La fillette raffole de l’étrange tintamarre que lui offre cette agitation. Où qu’elle soit, c’est son père qui lui permet d’apprécier toutes les haltes du temps. Que craint-elle avec lui ?

Il regarde, avec elle, les éclaboussements des lumières qui s’enfoncent dans les carrosseries, les discordants, mutines, aux courbures des tôles qui se suivent sans jamais se heurter.

Après l’enchantement des images placées entre les pages des livres, se laissant contempler dans leurs instantanés, elle goûte, envoûtée, l’étonnante fluidité des couleurs rageuses jetant leurs clignements aux brillances du métal, lui renvoyant à elle des scintillances folles, chevelures de sang sur le miroir des choses...

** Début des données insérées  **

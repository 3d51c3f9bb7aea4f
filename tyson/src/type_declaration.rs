// SPDX-License-Identifier: Apache-2.0

//! Type annotations: `("name")` in front of a value.
//!
//! Built-in names constrain the literal that follows; any other name marks a
//! user-defined type whose underlying value is read with the ordinary readers.

use alloc::string::String;
use alloc::vec::Vec;

use log::trace;

use crate::cursor::Mark;
use crate::escape_processor::unescape_into;
use crate::json_number::is_number_lexeme;
use crate::shared::{from_utf8, is_type_declaration_start, is_whitespace};
use crate::{Cursor, ErrorKind, ParseError, Reader, ValueKind};

/// Type names with built-in meaning.
pub const BUILTIN_TYPE_NAMES: [&str; 8] = [
    "string", "integer", "decimal", "double", "boolean", "null", "object", "array",
];

/// The kind a built-in type name requires, or `None` for user-defined names.
pub fn builtin_kind(name: &str) -> Option<ValueKind> {
    match name {
        "string" => Some(ValueKind::String),
        "integer" | "decimal" | "double" => Some(ValueKind::Number),
        "boolean" => Some(ValueKind::Boolean),
        "null" => Some(ValueKind::Null),
        "object" => Some(ValueKind::Object),
        "array" => Some(ValueKind::Array),
        _ => None,
    }
}

/// A type annotation read from the input.
#[derive(Debug, Clone, Copy, PartialEq, Eq)]
pub struct TypeAnnotation<'a> {
    name: &'a str,
    start: Mark,
    end: Mark,
}

impl<'a> TypeAnnotation<'a> {
    /// The decoded type name, without quotes.
    pub fn name(&self) -> &'a str {
        self.name
    }

    /// Offset of the opening parenthesis.
    pub fn start(&self) -> Mark {
        self.start
    }

    /// Offset just past the closing parenthesis.
    pub fn end(&self) -> Mark {
        self.end
    }

    pub fn is_builtin(&self) -> bool {
        builtin_kind(self.name).is_some()
    }
}

impl<R: Reader> Cursor<R> {
    /// Report the kind of the next value without consuming it.
    ///
    /// A type annotation in front of the value is consumed and resolved:
    ///
    /// - a built-in name must agree with the literal, otherwise the call fails
    ///   with `TypeMismatch`. A quoted literal is accepted where its content
    ///   has the declared kind, e.g. `("boolean") "true"`.
    /// - any other name yields one of the user-defined kinds, depending on
    ///   whether the value is atomic, an array or an object.
    ///
    /// In every successful case the cursor is left on the first byte of the
    /// value, and for user-defined kinds
    /// [`recover_type_name`](Self::recover_type_name) can still see the name.
    pub fn what_is_next(&mut self) -> Result<ValueKind, ParseError> {
        self.what_is_next_named().map(|(kind, _)| kind)
    }

    /// Like [`what_is_next`](Self::what_is_next), also handing out the name
    /// of a user-defined annotation as it was read going forward.
    pub(crate) fn what_is_next_named(
        &mut self,
    ) -> Result<(ValueKind, Option<String>), ParseError> {
        let byte = self.next_token("what_is_next")?;
        self.unread_byte()?;
        let kind = ValueKind::of_byte(byte);
        if kind != ValueKind::Invalid || !is_type_declaration_start(byte) {
            return Ok((kind, None));
        }
        let start = self.mark();
        self.retaining(start, |cursor| cursor.resolve_type_declaration())
    }

    /// Read a `("name")` annotation and leave the cursor after it.
    ///
    /// Whitespace is allowed around the quoted name. A missing parenthesis
    /// or name fails with `MalformedTypeDeclaration`.
    pub fn read_type_declaration(&mut self) -> Result<TypeAnnotation<'_>, ParseError> {
        const OP: &str = "read_type_declaration";
        if !is_type_declaration_start(self.next_token(OP)?) {
            return Err(self.report_error(OP, ErrorKind::MalformedTypeDeclaration));
        }
        let start = Mark(self.position().saturating_sub(1));
        if self.next_significant_byte_opt()? != Some(b'"') {
            return Err(self.report_error(OP, ErrorKind::MalformedTypeDeclaration));
        }
        self.scratch.clear();
        self.read_string_body(OP)?;
        if self.scratch.is_empty() || self.next_significant_byte_opt()? != Some(b')') {
            return Err(self.report_error(OP, ErrorKind::MalformedTypeDeclaration));
        }
        let end = self.mark();
        let name = from_utf8(&self.scratch).map_err(|kind| self.report_error(OP, kind))?;
        Ok(TypeAnnotation { name, start, end })
    }

    /// Returns the resolved kind, and the name when it is user-defined.
    fn resolve_type_declaration(&mut self) -> Result<(ValueKind, Option<String>), ParseError> {
        const OP: &str = "what_is_next";
        let (declared, user_name) = {
            let annotation = self.read_type_declaration()?;
            trace!(
                "type declaration {:?} at {}",
                annotation.name(),
                annotation.start().offset()
            );
            match builtin_kind(annotation.name()) {
                Some(kind) => (Some(kind), None),
                None => (None, Some(String::from(annotation.name()))),
            }
        };

        let byte = self.next_token(OP)?;
        self.unread_byte()?;
        if is_type_declaration_start(byte) {
            return Err(self.report_error(OP, ErrorKind::MalformedTypeDeclaration));
        }
        let provided = ValueKind::of_byte(byte);

        let kind = match declared {
            Some(expected) if expected == provided => provided,
            Some(expected) if provided == ValueKind::String => self.coerce_quoted(expected)?,
            Some(_) => return Err(self.report_error(OP, ErrorKind::TypeMismatch)),
            None => match provided {
                ValueKind::String | ValueKind::Number | ValueKind::Boolean | ValueKind::Null => {
                    ValueKind::UserDefinedAtomic
                }
                ValueKind::Array => ValueKind::UserDefinedArray,
                ValueKind::Object => ValueKind::UserDefinedObject,
                _ => return Err(self.report_error(OP, ErrorKind::UnexpectedToken)),
            },
        };
        Ok((kind, user_name))
    }

    /// Look inside a quoted literal for the kind its content spells.
    ///
    /// The cursor is put back on the opening quote either way.
    fn coerce_quoted(&mut self, expected: ValueKind) -> Result<ValueKind, ParseError> {
        const OP: &str = "what_is_next";
        let start = self.mark();
        self.next_token(OP)?;
        self.scratch.clear();
        self.read_string_body(OP)?;
        let corrected = match self.scratch.as_slice() {
            b"true" | b"false" => ValueKind::Boolean,
            b"null" => ValueKind::Null,
            text if is_number_lexeme(text) => ValueKind::Number,
            _ => ValueKind::Invalid,
        };
        self.rewind_to(start)?;
        if corrected == expected {
            trace!("quoted literal accepted as {corrected:?}");
            Ok(corrected)
        } else {
            Err(self.report_error(OP, ErrorKind::TypeMismatch))
        }
    }

    /// Find the name of the annotation that ends right before the read position.
    ///
    /// Scans backward over whitespace to `)`, then to the nearest `(` whose
    /// body is a quoted name. A `(` preceded by `/` never opens an annotation.
    /// Must be called before the value is read; in streaming mode the
    /// annotation is only guaranteed to be in the window until the next refill.
    pub fn recover_type_name(&self) -> Result<String, ParseError> {
        const OP: &str = "recover_type_name";
        let buffer = &self.buffer;

        let mut close = buffer.position();
        while close > 0 && buffer.byte_at(close - 1).is_some_and(is_whitespace) {
            close -= 1;
        }
        if close == 0 || buffer.byte_at(close - 1) != Some(b')') {
            return Err(self.report_error(OP, ErrorKind::MalformedTypeDeclaration));
        }
        close -= 1;

        // A name may itself hold `(`, so keep going until the body parses
        let mut open = close;
        while open > 0 {
            open -= 1;
            let escaped = open > 0 && buffer.byte_at(open - 1) == Some(b'/');
            if buffer.byte_at(open) != Some(b'(') || escaped {
                continue;
            }
            let body = buffer
                .slice(open + 1, close)
                .map_err(|e| self.report_error(OP, e))?;
            if let Some(quoted) = quoted_name(body) {
                let mut name = Vec::with_capacity(quoted.len());
                unescape_into(quoted, &mut name).map_err(|kind| self.report_error(OP, kind))?;
                return String::from_utf8(name)
                    .map_err(|_| self.report_error(OP, ErrorKind::InvalidUtf8));
            }
        }
        Err(self.report_error(OP, ErrorKind::MalformedTypeDeclaration))
    }
}

/// The inside of `"..."` once surrounding whitespace is trimmed.
fn quoted_name(body: &[u8]) -> Option<&[u8]> {
    match trim_whitespace(body) {
        [b'"', inner @ .., b'"'] => Some(inner),
        _ => None,
    }
}

fn trim_whitespace(bytes: &[u8]) -> &[u8] {
    let start = bytes
        .iter()
        .position(|b| !is_whitespace(*b))
        .unwrap_or(bytes.len());
    let end = bytes
        .iter()
        .rposition(|b| !is_whitespace(*b))
        .map_or(start, |i| i + 1);
    bytes.get(start..end).unwrap_or_default()
}

#[cfg(test)]
mod tests {
    use super::*;
    use test_log::test;

    fn kind_of(doc: &str) -> Result<ValueKind, ErrorKind> {
        Cursor::from_bytes(doc).what_is_next().map_err(|e| e.kind())
    }

    #[test]
    fn test_builtin_names() {
        for name in BUILTIN_TYPE_NAMES {
            assert!(builtin_kind(name).is_some(), "{name}");
        }
        assert_eq!(builtin_kind("string-my-01"), None);
    }

    #[test]
    fn test_read_type_declaration() {
        let mut cursor = Cursor::from_bytes(r#"  ( "point" ) {}"#);
        let annotation = cursor.read_type_declaration().unwrap();
        assert_eq!(annotation.name(), "point");
        assert_eq!(annotation.start().offset(), 2);
        assert_eq!(annotation.end().offset(), 13);
        assert!(!annotation.is_builtin());
        assert_eq!(cursor.next_significant_byte().unwrap(), b'{');
    }

    #[test]
    fn test_malformed_declarations() {
        for doc in [r#"(string) 1"#, r#"("string" 1"#, r#"("") 1"#, r#"( 1"#, r#"("x""#] {
            assert_eq!(
                kind_of(doc),
                Err(ErrorKind::MalformedTypeDeclaration),
                "{doc}"
            );
        }
        assert_eq!(
            kind_of(r#"("a") ("b") 1"#),
            Err(ErrorKind::MalformedTypeDeclaration)
        );
    }

    #[test]
    fn test_builtin_matches() {
        assert_eq!(kind_of(r#"("string") "x""#), Ok(ValueKind::String));
        assert_eq!(kind_of(r#"("integer") 2"#), Ok(ValueKind::Number));
        assert_eq!(kind_of(r#"("double") 2.5e3"#), Ok(ValueKind::Number));
        assert_eq!(kind_of(r#"("boolean") false"#), Ok(ValueKind::Boolean));
        assert_eq!(kind_of(r#"("null") null"#), Ok(ValueKind::Null));
        assert_eq!(kind_of(r#"("array") []"#), Ok(ValueKind::Array));
        assert_eq!(kind_of(r#"("object") {}"#), Ok(ValueKind::Object));
    }

    #[test]
    fn test_quoted_literals_are_coerced() {
        assert_eq!(kind_of(r#"("boolean") "true""#), Ok(ValueKind::Boolean));
        assert_eq!(kind_of(r#"("null") "null""#), Ok(ValueKind::Null));
        assert_eq!(kind_of(r#"("integer") "2""#), Ok(ValueKind::Number));
        assert_eq!(kind_of(r#"("decimal") "-0.5""#), Ok(ValueKind::Number));
    }

    #[test]
    fn test_mismatches() {
        assert_eq!(kind_of(r#"("integer") "two""#), Err(ErrorKind::TypeMismatch));
        assert_eq!(kind_of(r#"("boolean") "2""#), Err(ErrorKind::TypeMismatch));
        assert_eq!(kind_of(r#"("string") 1"#), Err(ErrorKind::TypeMismatch));
        assert_eq!(kind_of(r#"("array") {}"#), Err(ErrorKind::TypeMismatch));
        assert_eq!(kind_of(r#"("string") hello"#), Err(ErrorKind::TypeMismatch));
    }

    #[test]
    fn test_user_defined_kinds() {
        assert_eq!(kind_of(r#"("my-atomic") "v""#), Ok(ValueKind::UserDefinedAtomic));
        assert_eq!(kind_of(r#"("my-atomic") 5"#), Ok(ValueKind::UserDefinedAtomic));
        assert_eq!(kind_of(r#"("my-atomic") null"#), Ok(ValueKind::UserDefinedAtomic));
        assert_eq!(kind_of(r#"("my-list") [1]"#), Ok(ValueKind::UserDefinedArray));
        assert_eq!(kind_of(r#"("my-map") {}"#), Ok(ValueKind::UserDefinedObject));
        assert_eq!(kind_of(r#"("my-atomic") hello"#), Err(ErrorKind::UnexpectedToken));
    }

    #[test]
    fn test_cursor_left_on_value() {
        let mut cursor = Cursor::from_bytes(r#"("integer") "42" , 1"#);
        assert_eq!(cursor.what_is_next().unwrap(), ValueKind::Number);
        assert_eq!(cursor.position(), 12);
        assert_eq!(cursor.read_i32().unwrap(), 42);
    }

    #[test]
    fn test_recover_type_name() {
        let mut cursor = Cursor::from_bytes(r#"( "my-type" )  {"a": 1}"#);
        assert_eq!(cursor.what_is_next().unwrap(), ValueKind::UserDefinedObject);
        assert_eq!(cursor.recover_type_name().unwrap(), "my-type");
        assert_eq!(cursor.read_object().unwrap(), Some("a"));
    }

    #[test]
    fn test_recover_escaped_name() {
        let mut cursor = Cursor::from_bytes(r#"("a/(b\u0041") 1"#);
        assert_eq!(cursor.what_is_next().unwrap(), ValueKind::UserDefinedAtomic);
        assert_eq!(cursor.recover_type_name().unwrap(), "a/(bA");
    }

    #[test]
    fn test_recover_name_holding_parentheses() {
        for (doc, name) in [
            (r#"("f(x)") 1"#, "f(x)"),
            (r#"( "(" ) 1"#, "("),
            (r#"("a(\"b\")") [1]"#, "a(\"b\")"),
        ] {
            let mut cursor = Cursor::from_bytes(doc);
            let forward = cursor.read_type_declaration().unwrap().name().to_string();
            assert_eq!(forward, name);

            let mut cursor = Cursor::from_bytes(doc);
            assert!(cursor.what_is_next().unwrap().is_user_defined(), "{doc}");
            assert_eq!(cursor.recover_type_name().unwrap(), forward, "{doc}");
        }
    }

    #[test]
    fn test_recover_without_annotation() {
        let mut cursor = Cursor::from_bytes("  1");
        assert_eq!(cursor.what_is_next().unwrap(), ValueKind::Number);
        assert_eq!(
            cursor.recover_type_name().unwrap_err().kind(),
            ErrorKind::MalformedTypeDeclaration
        );
    }
}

En cadeau, la nuit accentue des chatoiements surprises au travers des

écrans qui, sans cesse, s’interposent entre elle et les voitures, tels des tirets mouvants qui jamais ne s’arrêtent. Ses rêves recomposent ces brisures en un fil de lumière lui livrant un message désinscrit de l’instabilité de ce flux incessé.

Elle croche dans ces outrances des composante neuves, des variances infinies, des éclats racontant des fragments de bien-être, sans trop savoir, encore, s’ils sont créés pour elle ou si elles les invente pour conjurer ses peurs qu’elle ne veut pas garder lorsque s’estomperont les magiques luisances au bord de ces instants où elle sera seule dans sa petite chambre pour affronter le noir qu’emplissent tous les bruits sans l’apport des couleurs qu’elle contemple inlassée.

Protégée par la vitre, et surtout par son père qui ne la quitte pas, ses yeux posés sur elle et qui lui tiennent chaud bien mieux que l’anorak, pour l’heure déposé sur la banquette brune de la grande brasserie.